Space is the place
In Sagan, underground stars Blevin Blectum and Lesser boldly go where no laptop-noise musician has gone before
After five months of inflating giant balloons, skipping CDs and mulching noise out of his laptop for the delight, bewilderment or indifference of Björk fans worldwide, Jay Doerck needed to relax. Best known by his alias of “Lesser,” he served in the avant-noise band Matmos, who opened for the Icelandic singer in last fall’s Vespertine tour. Lesser spent much of January in his San Francisco apartment with girlfriend, Bevin Kelley, watching a DVD set of Carl Sagan’s Cosmos. After watching all 13 hours of the series, the couple talked about departing into an alien realm.
What arose was Sagan, a multimedia-improv group that fuses the toned-down elements of Lesser, and Blectum from Blechdom (Kelley’s schizo-funk act, where she goes by “Blevin Blectum”). Instead of assaulting heart rates with the sounds of schizophrenia set to wicked jungle beats (Lesser), or glibly singing about mysterious, toilet-lurking mammals called “snauses,” (Blectum), Lesser and Blevin worked with video artist Ryan Junell to concoct something that Mr. Sagan himself might enjoy. “We want it to be a sonic audio/visual environment that affects people in a slower way than the flashy, MTV quick-edit stuff,” says Blevin.

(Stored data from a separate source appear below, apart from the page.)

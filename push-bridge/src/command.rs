//! Commands the host issues to the push service.
//!
//! Commands travel as JSON objects tagged by `command`:
//!
//! ```json
//! {"command": "Configure", "endpoint": "https://push.example/", "debug": false}
//! {"command": "SubscribeChannel"}
//! {"command": "UnsubscribeChannel", "channelID": "5f0e..."}
//! ```

use serde::{Deserialize, Serialize};
use serde_json::Value;
use state_store::{ChannelId, ServiceData, Subscription};

/// A lifecycle command from the host, addressed to the service's profile.
#[derive(Debug, Clone, PartialEq, Eq, Serialize, Deserialize)]
#[serde(tag = "command")]
pub enum Command {
    /// Create or update the profile's registration
    Configure {
        #[serde(default)]
        endpoint: Option<String>,
        #[serde(default)]
        debug: bool,
    },

    /// Reserved
    DumpRegistration,

    /// List the profile's subscriptions
    DumpSubscriptions,

    /// The host can receive messages
    Initialized,

    /// The host can no longer receive messages
    Uninitialized,

    /// Register the profile's user agent with the broker
    RegisterUserAgent,

    /// Reserved
    UnregisterUserAgent,

    /// Create a `webpush` channel subscription for the profile
    SubscribeChannel {
        #[serde(rename = "appServerKey", default)]
        app_server_key: Option<String>,
    },

    /// Remove a channel subscription
    UnsubscribeChannel {
        #[serde(rename = "channelID", default)]
        channel_id: Option<String>,
    },
}

impl Command {
    /// The command's tag, for logs and errors.
    pub fn name(&self) -> &'static str {
        match self {
            Self::Configure { .. } => "Configure",
            Self::DumpRegistration => "DumpRegistration",
            Self::DumpSubscriptions => "DumpSubscriptions",
            Self::Initialized => "Initialized",
            Self::Uninitialized => "Uninitialized",
            Self::RegisterUserAgent => "RegisterUserAgent",
            Self::UnregisterUserAgent => "UnregisterUserAgent",
            Self::SubscribeChannel { .. } => "SubscribeChannel",
            Self::UnsubscribeChannel { .. } => "UnsubscribeChannel",
        }
    }

    /// Parse a command from its JSON form.
    pub fn from_json(json: &str) -> serde_json::Result<Self> {
        serde_json::from_str(json)
    }
}

/// Successful result of a command.
#[derive(Debug, Clone, PartialEq)]
pub enum CommandResponse {
    /// The command has no result payload
    Empty,
    /// JSON result payload
    Json(Value),
}

impl CommandResponse {
    pub fn into_json(self) -> Option<Value> {
        match self {
            Self::Empty => None,
            Self::Json(value) => Some(value),
        }
    }
}

/// One entry of the `DumpSubscriptions` result.
#[derive(Debug, Clone, PartialEq, Serialize, Deserialize)]
#[serde(rename_all = "camelCase")]
pub struct SubscriptionRecord {
    #[serde(rename = "channelID")]
    pub channel_id: ChannelId,
    pub endpoint: String,
    pub service: String,
    pub service_data: ServiceData,
}

impl From<&Subscription> for SubscriptionRecord {
    fn from(subscription: &Subscription) -> Self {
        Self {
            channel_id: subscription.channel_id.clone(),
            endpoint: subscription.endpoint.clone(),
            service: subscription.service.clone(),
            service_data: subscription.service_data.clone(),
        }
    }
}

/// The `SubscribeChannel` result.
#[derive(Debug, Clone, PartialEq, Eq, Serialize, Deserialize)]
pub struct ChannelEndpoint {
    #[serde(rename = "channelID")]
    pub channel_id: ChannelId,
    pub endpoint: String,
}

It wasn’t so much the famous concepts and conceits like “billions and billions of stars,” but rather the PBS documentary’s interplay between the narration, the dreamy orchestral score and the exotic imagery, that intrigued the group. “We were influenced by the deliberate pacing in Cosmos, so we’re creating something that lets things progress, and not trying to be completely frenetic,” says Lesser. This Saturday night at the Espresso Metro, expect to see Lesser and Blevin hunched over their laptops and playing sound files in response to the images of “amateur Nature films” that Junell will project onto an 8 (mm, maybe guys??) cloth screen.
“We’re all fans of documentaries and their immediacy, but we’re not necessarily trying to be trippy,” assures Junell. The musicians take a visual premise, whether it be a 40-minute video of them wandering around Golden Gate Park or a shot of Junell’s tabby, Cisco, sleeping, and then create a loose story with a melodic but surreal “introspective” soundtrack. Junell selects new video footage “on the fly” with a mixer, to accept the sudden changes in the music—which will be frequent, given Lesser and Blevin’s knack for violent mood swings.
Right now, Sagan is still soul-searching. “We’re still trying to figure out what we’re all about. I mean, I can’t really describe our music,” says Lesser. With their visual stimulants, Sagan wants to flee the notoriety that typically addles live laptop music. “Video adds another dimension to the show, since laptop shows can be boring for audiences,” says Junell. The usual stage presence of a “laptop jockey,” sans the video candy, is equivalent to watching someone surf the Internet at a distant café table for half an hour.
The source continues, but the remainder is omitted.